In the past year, Marlies Matthews volunteered to take over from Milam in filling the mutt mitt dispensers and has been dubbed the Queen of Paws Park. She handles the day-to-day dealings with the city.
“The beauty of the dog park is that it is really a social experiment in action,” Matthews said. It's both a public-private partnership and a dog owner partnership, with frequent users gently policing the place to keep dogs and park visitors safe.

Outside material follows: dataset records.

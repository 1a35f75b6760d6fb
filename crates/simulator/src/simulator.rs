use std::collections::BTreeMap;
use std::thread;
use std::time::{Duration, Instant};

use chrono::{DateTime, Utc};
use rand::rngs::StdRng;
use rand::seq::IndexedRandom;
use rand::{Rng, SeedableRng};
use thiserror::Error;
use tracing::info;

use smartstock_core::{
    AmbientReading, Category, Equipment, EquipmentId, Location, MetricReading, Movement, MovementKind,
};

use crate::history;
use crate::metrics;
use crate::population;

/// Equipment sampled per realtime tick.
pub const REALTIME_SAMPLE_SIZE: usize = 5;

#[derive(Debug, Error, Clone, PartialEq, Eq)]
pub enum SimulatorError {
    #[error("unknown equipment: {0}")]
    UnknownEquipment(EquipmentId),
}

/// Stateful IoT sensor simulator over a fixed equipment population.
///
/// The population is generated once at construction; afterwards only
/// equipment locations change (through [`IotSimulator::simulate_movement`]).
/// Historical datasets are stamped relative to `reference_time`; live
/// readings use the wall clock.
#[derive(Debug, Clone)]
pub struct IotSimulator<R: Rng = StdRng> {
    rng: R,
    reference_time: DateTime<Utc>,
    equipment: Vec<Equipment>,
}

impl IotSimulator<StdRng> {
    /// Simulator seeded from the OS entropy source.
    pub fn new(equipment_count: usize) -> Self {
        Self::from_rng(StdRng::from_os_rng(), equipment_count)
    }

    /// Deterministic simulator (same seed, same population and readings).
    pub fn with_seed(seed: u64, equipment_count: usize) -> Self {
        Self::from_rng(StdRng::seed_from_u64(seed), equipment_count)
    }
}

impl<R: Rng> IotSimulator<R> {
    pub fn from_rng(rng: R, equipment_count: usize) -> Self {
        Self::from_rng_at(rng, equipment_count, Utc::now())
    }

    pub fn from_rng_at(mut rng: R, equipment_count: usize, reference_time: DateTime<Utc>) -> Self {
        let equipment = population::generate_equipment(&mut rng, equipment_count, reference_time);
        info!(count = equipment.len(), "equipment population generated");
        Self {
            rng,
            reference_time,
            equipment,
        }
    }

    pub fn equipment(&self) -> &[Equipment] {
        &self.equipment
    }

    pub fn reference_time(&self) -> DateTime<Utc> {
        self.reference_time
    }

    pub fn get(&self, id: EquipmentId) -> Option<&Equipment> {
        self.equipment.iter().find(|e| e.id == id)
    }

    /// One fresh usage reading for the given equipment, stamped now.
    pub fn generate_usage_metrics(&mut self, id: EquipmentId) -> Result<MetricReading, SimulatorError> {
        let Self { rng, equipment, .. } = self;
        let e = equipment
            .iter()
            .find(|e| e.id == id)
            .ok_or(SimulatorError::UnknownEquipment(id))?;
        Ok(metrics::generate_usage_metrics(rng, e, Utc::now()))
    }

    pub fn ambient_reading(&mut self, location: Location) -> AmbientReading {
        metrics::generate_ambient_reading(&mut self.rng, location, Utc::now())
    }

    /// Move equipment to `destination`, returning the recorded movement.
    pub fn simulate_movement(
        &mut self,
        id: EquipmentId,
        destination: Location,
    ) -> Result<Movement, SimulatorError> {
        let e = self
            .equipment
            .iter_mut()
            .find(|e| e.id == id)
            .ok_or(SimulatorError::UnknownEquipment(id))?;

        let origin = e.location;
        e.location = destination;

        Ok(Movement {
            equipment_id: id,
            category: e.category,
            timestamp: Utc::now(),
            kind: MovementKind::for_destination(destination),
            quantity: 1,
            origin: Some(origin),
            destination,
        })
    }

    pub fn generate_historical_metrics(&mut self, days: u32, interval_hours: u32) -> Vec<MetricReading> {
        info!(days, interval_hours, "generating historical metrics");
        let readings = history::generate_historical_metrics(
            &mut self.rng,
            &self.equipment,
            self.reference_time,
            days,
            interval_hours,
        );
        info!(count = readings.len(), "historical metrics generated");
        readings
    }

    pub fn generate_historical_movements(&mut self, days: u32) -> Vec<Movement> {
        info!(days, "generating historical movements");
        let movements = history::generate_historical_movements(
            &mut self.rng,
            &self.equipment,
            self.reference_time,
            days,
        );
        info!(count = movements.len(), "historical movements generated");
        movements
    }

    /// Units currently in storage, per category (categories with no units are absent).
    pub fn stock_levels(&self) -> BTreeMap<Category, usize> {
        let mut levels = BTreeMap::new();
        for e in self.equipment.iter().filter(|e| e.location.is_storage()) {
            *levels.entry(e.category).or_insert(0) += 1;
        }
        levels
    }

    /// Equipment currently at an in-use location.
    pub fn equipment_in_use(&self) -> Vec<&Equipment> {
        self.equipment.iter().filter(|e| e.location.is_in_use()).collect()
    }

    /// Blocking collection loop.
    ///
    /// Every `interval`, samples up to five in-use equipment, logs one line
    /// per reading and keeps the readings; stops once `duration` has elapsed.
    pub fn run_realtime(&mut self, duration: Duration, interval: Duration) -> Vec<MetricReading> {
        info!(?duration, ?interval, "realtime simulation started");

        let started = Instant::now();
        let mut collected = Vec::new();

        while started.elapsed() < duration {
            let Self { rng, equipment, .. } = self;
            let active: Vec<&Equipment> = equipment.iter().filter(|e| e.in_use).collect();
            let sample: Vec<&Equipment> = active
                .choose_multiple(rng, REALTIME_SAMPLE_SIZE)
                .copied()
                .collect();

            for e in sample {
                let reading = metrics::generate_usage_metrics(rng, e, Utc::now());
                info!(
                    equipment = %reading.equipment_id,
                    temperature_c = reading.temperature_c,
                    cpu_percent = reading.cpu_percent,
                    "reading published"
                );
                collected.push(reading);
            }

            thread::sleep(interval);
        }

        info!(count = collected.len(), "realtime simulation finished");
        collected
    }
}
/// Training summary of [`PredictiveMaintenance`].
#[derive(Debug, Clone, PartialEq, Serialize, Deserialize)]
pub struct MaintenanceReport {
    pub rows_used: usize,
    pub rows_dropped: usize,
    pub train_size: usize,
    pub test_size: usize,
    /// Accuracy on the held-out rows.
    pub accuracy: f64,
    /// Precision/recall breakdown for "healthy" and "needs maintenance".
    pub classes: Vec<ClassMetrics>,
    /// Held-out accuracy lost when each feature is shuffled, most important
    /// first.
    pub feature_importances: Vec<(String, f64)>,
}

#[derive(Debug, Clone, PartialEq, Serialize, Deserialize)]
pub struct MaintenancePrediction {
    pub needs_maintenance: bool,
    /// Share of trees voting "needs maintenance", in \[0, 1\].
    pub failure_probability: f64,
    pub risk: Severity,
}

/// Risk tier for a failure probability: >0.7 High, >0.4 Medium, else Low.
pub fn risk_for_probability(p: f64) -> Severity {
    if p > 0.7 {
        Severity::High
    } else if p > 0.4 {
        Severity::Medium
    } else {
        Severity::Low
    }
}

/// Coarse months-to-failure band for a failure probability.
pub fn months_to_failure_band(p: f64) -> Range<u32> {
    if p > 0.8 {
        1..3
    } else if p > 0.6 {
        3..6
    } else if p > 0.4 {
        6..12
    } else {
        12..36
    }
}

/// One ensemble member. A bootstrap sample holding a single class cannot fit
/// a tree, so it votes for that class unconditionally.
enum Voter {
    Tree(Box<Tree>),
    Constant(u32),
}

impl Voter {
    fn fit(x: &[Vec<f64>], y: Vec<u32>, max_depth: u16) -> Result<Self, AiError> {
        let first = y.first().copied().unwrap_or(HEALTHY);
        if y.iter().all(|&c| c == first) {
            return Ok(Voter::Constant(first));
        }
        let m = dataset::matrix(x)?;
        let params = DecisionTreeClassifierParameters::default().with_max_depth(max_depth);
        let tree = DecisionTreeClassifier::fit(&m, &y, params).map_err(AiError::training)?;
        Ok(Voter::Tree(Box::new(tree)))
    }

    fn predict(&self, m: &DenseMatrix<f64>, rows: usize) -> Result<Vec<u32>, AiError> {
        match self {
            Voter::Tree(t) => t.predict(m).map_err(AiError::inference),
            Voter::Constant(c) => Ok(vec![*c; rows]),
        }
    }
}

struct Fitted {
    scaler: FeatureScaler,
    voters: Vec<Voter>,
}

impl Fitted {
    /// Fraction of voters predicting "needs maintenance", per scaled row.
    fn probabilities(&self, scaled: &[Vec<f64>]) -> Result<Vec<f64>, AiError> {
        let m = dataset::matrix(scaled)?;
        let mut votes = vec![0usize; scaled.len()];
        for voter in &self.voters {
            for (v, class) in votes.iter_mut().zip(voter.predict(&m, scaled.len())?) {
                if class == NEEDS_MAINTENANCE {
                    *v += 1;
                }
            }
        }
        let n = self.voters.len().max(1) as f64;
        Ok(votes.into_iter().map(|v| v as f64 / n).collect())
    }

    fn accuracy(&self, scaled: &[Vec<f64>], labels: &[u32]) -> Result<f64, AiError> {
        if labels.is_empty() {
            return Ok(0.0);
        }
        let correct = self
            .probabilities(scaled)?
            .into_iter()
            .zip(labels)
            .filter(|(p, y)| (*p > 0.5) == (**y == NEEDS_MAINTENANCE))
            .count();
        Ok(correct as f64 / labels.len() as f64)
    }

    /// Permutation importance on the held-out rows, sorted descending.
    /// Negative drops are reported as 0.
    fn feature_importances<R: Rng + ?Sized>(
        &self,
        scaled: &[Vec<f64>],
        labels: &[u32],
        rng: &mut R,
    ) -> Result<Vec<(String, f64)>, AiError> {
        let baseline = self.accuracy(scaled, labels)?;
        let mut out = Vec::with_capacity(FEATURE_NAMES.len());
        for (j, name) in FEATURE_NAMES.iter().enumerate() {
            let mut lost = 0.0;
            for _ in 0..PERMUTATION_REPEATS {
                let mut column: Vec<f64> = scaled.iter().map(|r| r[j]).collect();
                column.shuffle(rng);
                let permuted: Vec<Vec<f64>> = scaled
                    .iter()
                    .zip(column)
                    .map(|(row, v)| {
                        let mut row = row.clone();
                        row[j] = v;
                        row
                    })
                    .collect();
                lost += baseline - self.accuracy(&permuted, labels)?;
            }
            out.push((name.to_string(), (lost / PERMUTATION_REPEATS as f64).max(0.0)));
        }
        out.sort_by(|a, b| b.1.total_cmp(&a.1));
        Ok(out)
    }
}

/// Predictive-maintenance classifier.
///
/// Labels each reading 1 when its state is Atenção or Crítico, standardizes
/// the five usage features and fits a bagged ensemble of decision trees.
pub struct PredictiveMaintenance {
    config: MaintenanceConfig,
    fitted: Option<Fitted>,
}

impl core::fmt::Debug for PredictiveMaintenance {
    fn fmt(&self, f: &mut core::fmt::Formatter<'_>) -> core::fmt::Result {
        f.debug_struct("PredictiveMaintenance")
            .field("config", &self.config)
            .field("trained", &self.fitted.is_some())
            .finish()
    }
}

impl Default for PredictiveMaintenance {
    fn default() -> Self {
        Self::new(MaintenanceConfig::default())
    }
}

“The dog park has become so important to the community,” Matthews said. It's a place “where people meet across all stratas, doctors talking to plumbers. The thing that bonds us is our dogs.”
The park has been such a hit, in fact, that the city's allocated money to install a floodlight so people can give their dogs a frolic after work during the winter. The parks department has also designed what it's calling a “water fun area,” a cement surface with a drain to replace the swamp that now exists at the water tap, where dogs like to splash about in their drinking tubs.